(Required action)
Could you return every line of the records below that contains the word "health"?

Stored items:
_ _ _ _ _

//! Heat damage and ignition.
//!
//! One call to [`apply_heat_tick`] is one pass of the molten aura over the
//! candidates returned by the spatial grid.  Every candidate is classified
//! once as a [`HeatTarget`]:
//!
//! - **Limb**: loses `damage_amount × m` health and catches fire with
//!   probability `ignite_chance × m`, whether or not it is already burning.
//! - **Body**: a ragdoll root; the limb rule is applied to each of its limbs
//!   using the limb's own distance.
//! - **Object**: no health.  Gains `object_heat_gain × m` degrees if it
//!   simulates temperature, and catches fire with probability
//!   `ignite_chance × m × object_ignite_factor` unless already burning.
//!
//! `m = 1 - d / radius` is the linear falloff; anything at `d >= radius` is
//! untouched.  Effects are written immediately, one target at a time.

use crate::body::{Limb, Limbs, Thermal};
use crate::config::HeatAuraConfig;
use crate::error::SimError;
use crate::locator::position_of;
use bevy::ecs::system::SystemParam;
use bevy::prelude::*;
use rand::rngs::StdRng;
use rand::{Rng, SeedableRng};
use std::collections::HashSet;
use std::time::Duration;

// ── Profile ────────────────────────────────────────────────────────────────────

/// Tunables of one aura session, captured from [`HeatAuraConfig`] at start.
#[derive(Debug, Clone, Copy, PartialEq)]
pub struct HeatProfile {
    pub radius: f32,
    pub damage_amount: f32,
    pub tick_interval: Duration,
    pub ignite_chance: f32,
    pub object_ignite_factor: f32,
    pub object_heat_gain: f32,
    pub max_self_temperature: f32,
}

impl Default for HeatProfile {
    fn default() -> Self {
        Self::from(&HeatAuraConfig::default())
    }
}

impl From<&HeatAuraConfig> for HeatProfile {
    fn from(config: &HeatAuraConfig) -> Self {
        Self {
            radius: config.radius,
            damage_amount: config.damage_amount,
            tick_interval: Duration::from_secs_f32(config.tick_interval),
            ignite_chance: config.ignite_chance,
            object_ignite_factor: config.object_ignite_factor,
            object_heat_gain: config.object_heat_gain,
            max_self_temperature: config.max_self_temperature,
        }
    }
}

/// Effect of one tick on one limb.
#[derive(Debug, Clone, Copy, PartialEq)]
pub struct LimbHeat {
    pub damage: f32,
    pub ignite_chance: f32,
}

/// Effect of one tick on one physical object.
#[derive(Debug, Clone, Copy, PartialEq)]
pub struct ObjectHeat {
    pub temperature_gain: f32,
    pub ignite_chance: f32,
}

/// Linear falloff `1 - d / radius`, or `None` at or beyond the radius.
pub fn damage_multiplier(distance: f32, radius: f32) -> Option<f32> {
    if radius > 0.0 && distance < radius {
        Some(1.0 - distance / radius)
    } else {
        None
    }
}

impl HeatProfile {
    pub fn limb_heat(&self, distance: f32) -> Option<LimbHeat> {
        damage_multiplier(distance, self.radius).map(|m| LimbHeat {
            damage: self.damage_amount * m,
            ignite_chance: self.ignite_chance * m,
        })
    }

    pub fn object_heat(&self, distance: f32, simulate_temperature: bool) -> Option<ObjectHeat> {
        damage_multiplier(distance, self.radius).map(|m| ObjectHeat {
            temperature_gain: if simulate_temperature {
                self.object_heat_gain * m
            } else {
                0.0
            },
            ignite_chance: self.ignite_chance * m * self.object_ignite_factor,
        })
    }
}

// ── Randomness ─────────────────────────────────────────────────────────────────

/// Source of ignition rolls.  Reseed it for reproducible runs.
#[derive(Resource, Debug, Clone)]
pub struct HeatAuraRng(pub StdRng);

impl Default for HeatAuraRng {
    fn default() -> Self {
        Self(StdRng::from_entropy())
    }
}

impl HeatAuraRng {
    pub fn seeded(seed: u64) -> Self {
        Self(StdRng::seed_from_u64(seed))
    }

    pub fn reseed(&mut self, seed: u64) {
        self.0 = StdRng::seed_from_u64(seed);
    }
}

// ── World access ───────────────────────────────────────────────────────────────

/// Everything the aura reads or mutates on limbs, bodies and props.
#[derive(SystemParam)]
pub struct HeatWorld<'w, 's> {
    pub transforms: Query<'w, 's, &'static Transform>,
    pub limbs: Query<'w, 's, &'static mut Limb>,
    pub thermals: Query<'w, 's, &'static mut Thermal>,
    pub bodies: Query<'w, 's, &'static Limbs>,
    pub parents: Query<'w, 's, &'static ChildOf>,
}

/// What a spatial-query candidate turned out to be.
#[derive(Debug, Clone, Copy, PartialEq, Eq)]
pub enum HeatTarget {
    Limb(Entity),
    Body(Entity),
    Object(Entity),
}

impl HeatWorld<'_, '_> {
    /// `None` for entities the aura has nothing to act on (or that vanished).
    pub fn classify(&self, entity: Entity) -> Option<HeatTarget> {
        if self.limbs.contains(entity) {
            Some(HeatTarget::Limb(entity))
        } else if self.bodies.contains(entity) {
            Some(HeatTarget::Body(entity))
        } else if self.thermals.contains(entity) {
            Some(HeatTarget::Object(entity))
        } else {
            None
        }
    }
}

/// Counts from one tick; only used for throttled diagnostics.
#[derive(Debug, Clone, Copy, Default, PartialEq, Eq)]
pub struct TickOutcome {
    pub limbs_heated: usize,
    pub objects_heated: usize,
    pub ignitions: usize,
}

impl TickOutcome {
    pub fn targets_affected(&self) -> usize {
        self.limbs_heated + self.objects_heated
    }
}

// ── Tick ───────────────────────────────────────────────────────────────────────

/// Apply one aura pass centred on `center` to `candidates`, skipping every
/// candidate (and every body limb) for which `is_excluded` returns `true`.
///
/// A limb reachable both directly and through its body is heated once.
pub fn apply_heat_tick<R: Rng>(
    center: Vec3,
    profile: &HeatProfile,
    candidates: &[Entity],
    is_excluded: impl Fn(Entity, &HeatWorld) -> bool,
    world: &mut HeatWorld,
    rng: &mut R,
) -> TickOutcome {
    let mut outcome = TickOutcome::default();
    let mut visited: HashSet<Entity> = HashSet::new();

    for &candidate in candidates {
        if is_excluded(candidate, &*world) {
            continue;
        }
        match world.classify(candidate) {
            Some(HeatTarget::Limb(limb)) => {
                if visited.insert(limb) {
                    heat_limb(center, profile, limb, world, rng, &mut outcome);
                }
            }
            Some(HeatTarget::Body(body)) => {
                let Ok(body_pos) = position_of(body, &world.transforms) else {
                    debug!("Heat aura skipped body {body}: no position");
                    continue;
                };
                if center.distance(body_pos) > profile.radius {
                    continue;
                }
                let Ok(limbs) = world.bodies.get(body).map(|l| l.0.clone()) else {
                    continue;
                };
                for limb in limbs {
                    if is_excluded(limb, &*world) || !visited.insert(limb) {
                        continue;
                    }
                    heat_limb(center, profile, limb, world, rng, &mut outcome);
                }
            }
            Some(HeatTarget::Object(object)) => {
                if visited.insert(object) {
                    heat_object(center, profile, object, world, rng, &mut outcome);
                }
            }
            None => {}
        }
    }

    outcome
}

fn heat_limb<R: Rng>(
    center: Vec3,
    profile: &HeatProfile,
    entity: Entity,
    world: &mut HeatWorld,
    rng: &mut R,
    outcome: &mut TickOutcome,
) {
    let Ok(pos) = position_of(entity, &world.transforms) else {
        debug!("Heat aura skipped limb {entity}: no position");
        return;
    };
    let Some(heat) = profile.limb_heat(center.distance(pos)) else {
        return;
    };
    let Ok(mut limb) = world.limbs.get_mut(entity) else {
        debug!(
            "Heat aura skipped {entity}: {}",
            SimError::EntityNotFound { context: "limb" }
        );
        return;
    };
    limb.damage(heat.damage);
    outcome.limbs_heated += 1;

    if rng.gen::<f32>() < heat.ignite_chance {
        match world.thermals.get_mut(entity) {
            Ok(mut thermal) if thermal.can_ignite() => {
                thermal.ignite();
                outcome.ignitions += 1;
            }
            _ => debug!(
                "{}",
                SimError::IgnitionRejected {
                    context: "non-flammable limb"
                }
            ),
        }
    }
}

fn heat_object<R: Rng>(
    center: Vec3,
    profile: &HeatProfile,
    entity: Entity,
    world: &mut HeatWorld,
    rng: &mut R,
    outcome: &mut TickOutcome,
) {
    let Ok(pos) = position_of(entity, &world.transforms) else {
        debug!("Heat aura skipped object {entity}: no position");
        return;
    };
    let Ok(mut thermal) = world.thermals.get_mut(entity) else {
        return;
    };
    let Some(heat) = profile.object_heat(center.distance(pos), thermal.simulate_temperature) else {
        return;
    };
    thermal.temperature += heat.temperature_gain;
    outcome.objects_heated += 1;

    if !thermal.on_fire && rng.gen::<f32>() < heat.ignite_chance {
        if thermal.can_ignite() {
            thermal.ignite();
            outcome.ignitions += 1;
        } else {
            debug!(
                "{}",
                SimError::IgnitionRejected {
                    context: "fireproof object"
                }
            );
        }
    }
}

_ _ _ _ _

(Answer)
//! - **Limb**: loses `damage_amount × m` health and catches fire with
//! - **Object**: no health.  Gains `object_heat_gain × m` degrees if it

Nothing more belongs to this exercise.